Holders are advised to read carefully the Offer to Purchase Memorandum, as applicable, for full details of, and information on, the procedures for participating in the Offer.

Requests for information in relation to the Offer should be directed to:

THE DEALER MANAGERS

Barclays Bank PLC
5 The North Colonnade
Canary Wharf
London E14 4BB
England

Telephone: +44 (0)20 7773 8575
E-mail:
eu.lm@barcap.com

Goldman Sachs International
Peterborough Court
133 Fleet Street
London EC4A 2BB
England

Telephone: +44(0)20 7774 4799
Email: liabilitymanagement.eu@gs.com

The Royal Bank of
Scotland plc
135 Bishopsgate
London EC2M 3UR
England

Telephone: +44 (0)20 7085 8056
Email: liabilitymanagement@rbs.com

 


Requests for information in relation to the procedures for tendering Notes in, and for any documents or materials relating to, the Offer should be directed to:

Regulation S Tender Agent

Rule 144A Tender Agent

Lucid Issuer Services Limited
Leroy House
436 Essex Road
London N1 3QP
England
Telephone: +44 (0)20 7704 0880
Attention: Yves Theis
Email: severstal@lucid-is.com

Global Bondholder Services Corporation
65 Broadway, Suite 404
New York, New York 10006


Telephone: +1 212 430 3774/+1 866 470 3800 (toll free)
Attention: Corporate Actions
Fax: +1 212 430 3775


_______________________________________

The distribution of this notice and the Offer to Purchase Memorandum in certain jurisdictions may be restricted by law.
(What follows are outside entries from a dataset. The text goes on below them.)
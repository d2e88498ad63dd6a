//! The lock ledger: time-bounded exclusive claims on providers.
//!
//! Makes "reserve provider P for booking B until time T" atomic across
//! concurrent emergency requests targeting the same provider. The
//! reservation row is the single source of truth for exclusivity;
//! `Provider.isAvailable` is only an advisory projection updated as a side
//! effect.
//!
//! Conflict is an expected, non-exceptional outcome — it signals "try the
//! next candidate" (or surface the contention to the caller), and is
//! reported as a value, never as an error.

use crate::environment::Clock;
use crate::metrics;
use crate::store::{AcquireOutcome, ProviderDirectory, ReservationStore, StoreError};
use crate::types::{BookingId, LockExpiry, ProviderId, ProviderReservation};
use std::sync::Arc;

/// Why a reservation is being released.
///
/// Acceptance ends the exclusivity window but leaves the provider marked
/// busy (they are about to do the job); every other cause restores the
/// advisory availability flag.
#[derive(Clone, Copy, Debug, PartialEq, Eq)]
pub enum ReleaseCause {
    /// The assigned provider accepted the booking
    Accept,
    /// The booking was cancelled
    Cancel,
    /// The booking completed
    Complete,
    /// The booking was escalated to a dispute
    Dispute,
    /// Administrative/manual release
    Manual,
    /// The reaper reclaimed an expired claim
    Expired,
    /// Compensating release after a post-acquire dispatch failure
    DispatchFailed,
}

impl ReleaseCause {
    /// Metric label for this cause.
    #[must_use]
    pub const fn as_str(&self) -> &'static str {
        match self {
            Self::Accept => "accept",
            Self::Cancel => "cancel",
            Self::Complete => "complete",
            Self::Dispute => "dispute",
            Self::Manual => "manual",
            Self::Expired => "expired",
            Self::DispatchFailed => "dispatch_failed",
        }
    }

    /// Whether releasing for this cause restores provider availability.
    #[must_use]
    pub const fn restores_availability(&self) -> bool {
        !matches!(self, Self::Accept)
    }
}

/// The reservation table plus its provider-availability side effects.
#[derive(Clone)]
pub struct LockLedger {
    reservations: Arc<dyn ReservationStore>,
    providers: Arc<dyn ProviderDirectory>,
    clock: Arc<dyn Clock>,
}

impl LockLedger {
    /// Creates a new `LockLedger`.
    #[must_use]
    pub fn new(
        reservations: Arc<dyn ReservationStore>,
        providers: Arc<dyn ProviderDirectory>,
        clock: Arc<dyn Clock>,
    ) -> Self {
        Self {
            reservations,
            providers,
            clock,
        }
    }

    /// Attempt to reserve `provider` for `booking` for the next `timeout`.
    ///
    /// Succeeds only if no other active claim exists for the provider; the
    /// check and insert are a single atomic store operation, so two
    /// requests racing for the same nearest provider cannot both be
    /// granted. On success the provider's advisory availability flag is
    /// flipped to `false`; on conflict no provider state is touched.
    ///
    /// # Errors
    ///
    /// Returns [`StoreError`] on backend failure. If the availability flip
    /// fails after the claim was granted, the claim is released again
    /// before the error propagates, so no orphaned lock is left behind.
    pub async fn acquire(
        &self,
        provider: ProviderId,
        booking: BookingId,
        timeout: chrono::Duration,
    ) -> Result<AcquireOutcome, StoreError> {
        let now = self.clock.now();
        let claim = ProviderReservation {
            provider,
            booking,
            expires_at: LockExpiry::new(now + timeout),
            acquired_at: now,
        };

        match self.reservations.try_acquire(claim, now).await? {
            AcquireOutcome::Granted(granted) => {
                if let Err(error) = self.providers.set_available(provider, false).await {
                    // Compensate: do not leave a claim the caller never saw.
                    self.reservations.release(booking).await?;
                    return Err(error);
                }
                metrics::record_lock_acquired();
                tracing::info!(
                    %provider,
                    %booking,
                    expires_at = %granted.expires_at,
                    "provider reserved for emergency booking"
                );
                Ok(AcquireOutcome::Granted(granted))
            }
            AcquireOutcome::Conflict { holder } => {
                metrics::record_lock_conflict();
                tracing::debug!(
                    %provider,
                    %booking,
                    holder = %holder.booking,
                    "provider already reserved"
                );
                Ok(AcquireOutcome::Conflict { holder })
            }
        }
    }

    /// Release the reservation owned by `booking`, if any.
    ///
    /// Idempotent: releasing an already-released claim is a no-op. Restores
    /// the provider's availability flag unless the cause says otherwise
    /// (see [`ReleaseCause`]).
    ///
    /// # Errors
    ///
    /// Returns [`StoreError`] on backend failure. The claim removal commits
    /// before the availability write; a failed restore is retried by a
    /// later reaper cycle rather than resurrecting the claim.
    pub async fn release(
        &self,
        booking: BookingId,
        cause: ReleaseCause,
    ) -> Result<Option<ProviderId>, StoreError> {
        let Some(removed) = self.reservations.release(booking).await? else {
            return Ok(None);
        };

        metrics::record_lock_released(cause.as_str());
        tracing::info!(
            provider = %removed.provider,
            %booking,
            cause = cause.as_str(),
            "provider reservation released"
        );

        if cause.restores_availability() {
            self.providers.set_available(removed.provider, true).await?;
        }
        Ok(Some(removed.provider))
    }
}
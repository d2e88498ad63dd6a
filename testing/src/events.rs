//! Recording event sink for asserting on emitted domain events.

use dispatch_core::{DispatchEvent, EventSink};
use dispatch_core::events::EventSinkError;
use std::sync::Mutex;

/// Sink that appends every published event to an in-memory log.
#[derive(Debug, Default)]
pub struct RecordingEventSink {
    log: Mutex<Vec<DispatchEvent>>,
}

impl RecordingEventSink {
    /// Creates an empty sink.
    #[must_use]
    pub const fn new() -> Self {
        Self {
            log: Mutex::new(Vec::new()),
        }
    }

    /// Snapshot of all events published so far, in order.
    #[must_use]
    pub fn events(&self) -> Vec<DispatchEvent> {
        self.log.lock().map(|log| log.clone()).unwrap_or_default()
    }

    /// Number of events published so far.
    #[must_use]
    pub fn len(&self) -> usize {
        self.log.lock().map(|log| log.len()).unwrap_or(0)
    }

    /// Whether nothing has been published.
    #[must_use]
    pub fn is_empty(&self) -> bool {
        self.len() == 0
    }
}

#[async_trait::async_trait]
impl EventSink for RecordingEventSink {
    async fn publish(&self, event: DispatchEvent) -> Result<(), EventSinkError> {
        if let Ok(mut log) = self.log.lock() {
            log.push(event);
        }
        Ok(())
    }
}
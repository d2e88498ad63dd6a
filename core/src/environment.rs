//! Injected dependencies shared by the core services.
//!
//! All time reads go through [`Clock`] so expiry and timeout behavior is
//! deterministic under test (`dispatch-testing` provides a settable
//! `FixedClock`).

use chrono::{DateTime, Utc};

/// Clock trait - abstracts time operations for testability
pub trait Clock: Send + Sync {
    /// Get the current time
    fn now(&self) -> DateTime<Utc>;
}

/// Production clock backed by the system time.
#[derive(Clone, Copy, Debug, Default)]
pub struct SystemClock;

impl Clock for SystemClock {
    fn now(&self) -> DateTime<Utc> {
        Utc::now()
    }
}
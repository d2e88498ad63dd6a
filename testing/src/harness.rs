//! Full-core wiring over the in-memory doubles for scenario tests.

use crate::{FixedClock, InMemoryStore, RecordingEventSink};
use dispatch_core::{
    DispatchConfig, DispatchEngine, LifecycleController, LockLedger, LockReaper,
};
use std::sync::Arc;

/// A complete dispatch core (engine, ledger, lifecycle, reaper) wired over
/// [`InMemoryStore`], [`FixedClock`], and [`RecordingEventSink`].
pub struct DispatchHarness {
    /// The shared backend (stores + geo index)
    pub store: Arc<InMemoryStore>,
    /// The settable clock driving every timeout and expiry
    pub clock: Arc<FixedClock>,
    /// The event log
    pub events: Arc<RecordingEventSink>,
    /// The lock ledger
    pub ledger: LockLedger,
    /// The dispatch engine under test
    pub engine: DispatchEngine,
    /// The lifecycle controller under test
    pub lifecycle: LifecycleController,
    /// The lock reaper under test
    pub reaper: LockReaper,
}

impl DispatchHarness {
    /// Wires a harness with the default configuration.
    #[must_use]
    pub fn new() -> Self {
        Self::with_config(DispatchConfig::default())
    }

    /// Wires a harness with a custom configuration.
    #[must_use]
    pub fn with_config(config: DispatchConfig) -> Self {
        let store = Arc::new(InMemoryStore::new());
        let clock = Arc::new(FixedClock::from_system());
        let events = Arc::new(RecordingEventSink::new());

        let ledger = LockLedger::new(store.clone(), store.clone(), clock.clone());
        let engine = DispatchEngine::new(
            store.clone(),
            store.clone(),
            store.clone(),
            ledger.clone(),
            events.clone(),
            clock.clone(),
            config,
        );
        let lifecycle = LifecycleController::new(
            store.clone(),
            store.clone(),
            ledger.clone(),
            events.clone(),
            clock.clone(),
        );
        let reaper = LockReaper::new(
            store.clone(),
            ledger.clone(),
            events.clone(),
            clock.clone(),
        );

        Self {
            store,
            clock,
            events,
            ledger,
            engine,
            lifecycle,
            reaper,
        }
    }
}

impl Default for DispatchHarness {
    fn default() -> Self {
        Self::new()
    }
}
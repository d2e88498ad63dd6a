//! In-memory backend implementing every storage seam plus the geo index.
//!
//! One mutex acquisition per store operation stands in for one atomic
//! database statement, so the conditional-update and
//! insert-if-no-active-lock contracts hold under concurrent tokio tasks
//! exactly as they do against `PostgreSQL`.

use async_trait::async_trait;
use chrono::{DateTime, Utc};
use dispatch_core::geo::{CandidateFilter, GeoIndex, GeoIndexError, GeoPoint};
use dispatch_core::store::{
    AcquireOutcome, BookingPatch, BookingStore, ConditionalUpdate,
    ProviderDirectory, ReservationStore, StoreError,
};
use dispatch_core::types::{
    Booking, BookingId, BookingStatus, ProviderId, ProviderReservation,
    ProviderSummary,
};
use std::collections::HashMap;
use std::sync::{Mutex, MutexGuard};

#[derive(Debug, Default)]
struct Inner {
    bookings: HashMap<BookingId, Booking>,
    reservations: HashMap<ProviderId, ProviderReservation>,
    providers: HashMap<ProviderId, ProviderSummary>,
}

/// In-memory bookings, reservations, and providers behind one mutex.
#[derive(Debug, Default)]
pub struct InMemoryStore {
    inner: Mutex<Inner>,
}

impl InMemoryStore {
    /// Creates an empty store.
    #[must_use]
    pub fn new() -> Self {
        Self::default()
    }

    fn lock(&self) -> Result<MutexGuard<'_, Inner>, StoreError> {
        self.inner
            .lock()
            .map_err(|_| StoreError::Backend("store mutex poisoned".to_string()))
    }

    /// Registers a provider; returns its id for convenience.
    ///
    /// # Panics
    ///
    /// Panics if the store mutex is poisoned (test-fixture setup only).
    #[allow(clippy::expect_used)]
    pub fn add_provider(&self, summary: ProviderSummary) -> ProviderId {
        let id = summary.id;
        self.inner
            .lock()
            .expect("store mutex poisoned")
            .providers
            .insert(id, summary);
        id
    }

    /// Current advisory availability of a provider (false if unknown).
    #[must_use]
    pub fn provider_available(&self, id: ProviderId) -> bool {
        self.inner
            .lock()
            .map(|inner| {
                inner
                    .providers
                    .get(&id)
                    .is_some_and(|provider| provider.is_available)
            })
            .unwrap_or(false)
    }

    /// Snapshot of a booking row.
    #[must_use]
    pub fn booking(&self, id: BookingId) -> Option<Booking> {
        self.inner
            .lock()
            .ok()
            .and_then(|inner| inner.bookings.get(&id).cloned())
    }

    /// Snapshot of the reservation row for a provider, if any.
    #[must_use]
    pub fn reservation_for(&self, provider: ProviderId) -> Option<ProviderReservation> {
        self.inner
            .lock()
            .ok()
            .and_then(|inner| inner.reservations.get(&provider).copied())
    }
}

#[async_trait]
impl BookingStore for InMemoryStore {
    async fn insert(&self, booking: Booking) -> Result<(), StoreError> {
        let mut inner = self.lock()?;
        if inner.bookings.contains_key(&booking.id) {
            return Err(StoreError::DuplicateKey(booking.id.to_string()));
        }
        inner.bookings.insert(booking.id, booking);
        Ok(())
    }

    async fn fetch(&self, id: BookingId) -> Result<Option<Booking>, StoreError> {
        Ok(self.lock()?.bookings.get(&id).cloned())
    }

    async fn update_if(
        &self,
        id: BookingId,
        expected: &[BookingStatus],
        patch: BookingPatch,
    ) -> Result<ConditionalUpdate, StoreError> {
        let mut inner = self.lock()?;
        let Some(booking) = inner.bookings.get_mut(&id) else {
            return Err(StoreError::Backend(format!("booking {id} not found")));
        };
        if !expected.is_empty() && !expected.contains(&booking.status) {
            return Ok(ConditionalUpdate::Rejected {
                current: booking.status,
            });
        }
        patch.apply(booking);
        Ok(ConditionalUpdate::Applied(booking.clone()))
    }

    async fn sweep_expired_locks(
        &self,
        now: DateTime<Utc>,
    ) -> Result<Vec<Booking>, StoreError> {
        let mut inner = self.lock()?;
        let mut affected = Vec::new();
        for booking in inner.bookings.values_mut() {
            let held_until = booking.locked_until();
            if let Some(until) = held_until {
                if until <= now {
                    BookingPatch::default().releasing_lock().apply(booking);
                    affected.push(booking.clone());
                }
            }
        }
        Ok(affected)
    }
}

#[async_trait]
impl ReservationStore for InMemoryStore {
    async fn try_acquire(
        &self,
        claim: ProviderReservation,
        now: DateTime<Utc>,
    ) -> Result<AcquireOutcome, StoreError> {
        let mut inner = self.lock()?;

        if let Some(existing) = inner.reservations.get(&claim.provider).copied() {
            let expired = existing.expires_at.is_expired(now);
            // A claim whose booking row does not exist yet is still being
            // dispatched and stays exclusive.
            let holder_active = inner
                .bookings
                .get(&existing.booking)
                .is_none_or(|booking| booking.status.can_hold_lock());
            if !expired && holder_active {
                return Ok(AcquireOutcome::Conflict { holder: existing });
            }
        }

        inner.reservations.insert(claim.provider, claim);
        Ok(AcquireOutcome::Granted(claim))
    }

    async fn release(
        &self,
        booking: BookingId,
    ) -> Result<Option<ProviderReservation>, StoreError> {
        let mut inner = self.lock()?;
        let provider = inner
            .reservations
            .values()
            .find(|claim| claim.booking == booking)
            .map(|claim| claim.provider);
        Ok(provider.and_then(|p| inner.reservations.remove(&p)))
    }
}

#[async_trait]
impl ProviderDirectory for InMemoryStore {
    async fn fetch(
        &self,
        id: ProviderId,
    ) -> Result<Option<ProviderSummary>, StoreError> {
        Ok(self.lock()?.providers.get(&id).cloned())
    }

    async fn set_available(
        &self,
        id: ProviderId,
        available: bool,
    ) -> Result<(), StoreError> {
        if let Some(provider) = self.lock()?.providers.get_mut(&id) {
            provider.is_available = available;
        }
        Ok(())
    }
}

#[async_trait]
impl GeoIndex for InMemoryStore {
    async fn find_candidates(
        &self,
        origin: GeoPoint,
        max_distance_m: f64,
        filter: &CandidateFilter,
        limit: usize,
    ) -> Result<Vec<ProviderSummary>, GeoIndexError> {
        let inner = self
            .inner
            .lock()
            .map_err(|_| GeoIndexError::QueryFailed("store mutex poisoned".to_string()))?;

        let mut candidates: Vec<ProviderSummary> = inner
            .providers
            .values()
            .filter(|provider| {
                (!filter.require_available || provider.is_available)
                    && (!filter.require_verified || provider.is_verified)
                    && provider.offers(&filter.service)
            })
            .map(|provider| {
                let mut ranked = provider.clone();
                ranked.distance_m = Some(origin.distance_m(&provider.current_location));
                ranked
            })
            .filter(|provider| {
                provider.distance_m.is_some_and(|d| d <= max_distance_m)
            })
            .collect();

        candidates.sort_by(|a, b| {
            let da = a.distance_m.unwrap_or(f64::INFINITY);
            let db = b.distance_m.unwrap_or(f64::INFINITY);
            da.partial_cmp(&db).unwrap_or(std::cmp::Ordering::Equal)
        });
        candidates.truncate(limit);
        Ok(candidates)
    }
}

#[cfg(test)]
#[allow(clippy::unwrap_used)]
mod tests {
    use super::*;
    use crate::ProviderBuilder;
    use dispatch_core::types::{LockExpiry, ServiceTag};

    fn claim(provider: ProviderId, offset_secs: i64) -> ProviderReservation {
        let now = Utc::now();
        ProviderReservation {
            provider,
            booking: BookingId::new(),
            expires_at: LockExpiry::new(now + chrono::Duration::seconds(offset_secs)),
            acquired_at: now,
        }
    }

    #[tokio::test]
    async fn concurrent_acquires_grant_exactly_one() {
        use std::sync::Arc;
        use tokio::sync::Barrier;

        let store = Arc::new(InMemoryStore::new());
        let provider = store.add_provider(ProviderBuilder::new().build());
        let barrier = Arc::new(Barrier::new(16));

        let mut handles = Vec::new();
        for _ in 0..16 {
            let store = store.clone();
            let barrier = barrier.clone();
            handles.push(tokio::spawn(async move {
                barrier.wait().await;
                store
                    .try_acquire(claim(provider, 300), Utc::now())
                    .await
                    .unwrap()
            }));
        }

        let mut granted = 0;
        for handle in handles {
            if matches!(handle.await.unwrap(), AcquireOutcome::Granted(_)) {
                granted += 1;
            }
        }
        assert_eq!(granted, 1, "exactly one concurrent acquire may win");
    }

    #[tokio::test]
    async fn expired_claim_is_replaced() {
        let store = InMemoryStore::new();
        let provider = store.add_provider(ProviderBuilder::new().build());

        let stale = claim(provider, -1);
        assert!(matches!(
            store.try_acquire(stale, Utc::now()).await.unwrap(),
            AcquireOutcome::Granted(_)
        ));

        let fresh = claim(provider, 300);
        assert!(matches!(
            store.try_acquire(fresh, Utc::now()).await.unwrap(),
            AcquireOutcome::Granted(_)
        ));
    }

    #[tokio::test]
    async fn geo_index_orders_nearest_first_and_respects_radius() {
        let store = InMemoryStore::new();
        let origin = GeoPoint::new(77.5946, 12.9716);

        let near = store.add_provider(
            ProviderBuilder::new()
                .location(GeoPoint::new(77.60, 12.98))
                .build(),
        );
        let _far = store.add_provider(
            ProviderBuilder::new()
                // Mumbai: ~845 km away, outside a 50 km radius
                .location(GeoPoint::new(72.8777, 19.0760))
                .build(),
        );

        let filter = CandidateFilter::emergency(ServiceTag::new("Plumbing"));
        let found = store
            .find_candidates(origin, 50_000.0, &filter, 10)
            .await
            .unwrap();

        assert_eq!(found.len(), 1);
        assert_eq!(found[0].id, near);
        assert!(found[0].distance_m.unwrap() < 50_000.0);
    }

    #[tokio::test]
    async fn geo_index_filters_unavailable_and_unverified() {
        let store = InMemoryStore::new();
        store.add_provider(ProviderBuilder::new().available(false).build());
        store.add_provider(ProviderBuilder::new().verified(false).build());

        let filter = CandidateFilter::emergency(ServiceTag::new("Plumbing"));
        let found = store
            .find_candidates(GeoPoint::new(77.5946, 12.9716), 50_000.0, &filter, 10)
            .await
            .unwrap();
        assert!(found.is_empty());
    }
}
Persons into whose possession this notice and/or the Offer to Purchase Memorandum come are required by the Purchase, the Dealer Managers and the Tender Agent to inform themselves about, and to observe, any such restrictions.

This notice does not constitute an offer to buy or a solicitation of an offer to sell any Notes. The Offer to make offers to tender Notes in the Offer is made only by means of the Offer to Purchase Memorandum that will be made available to investors to which the invitation may be lawfully addressed.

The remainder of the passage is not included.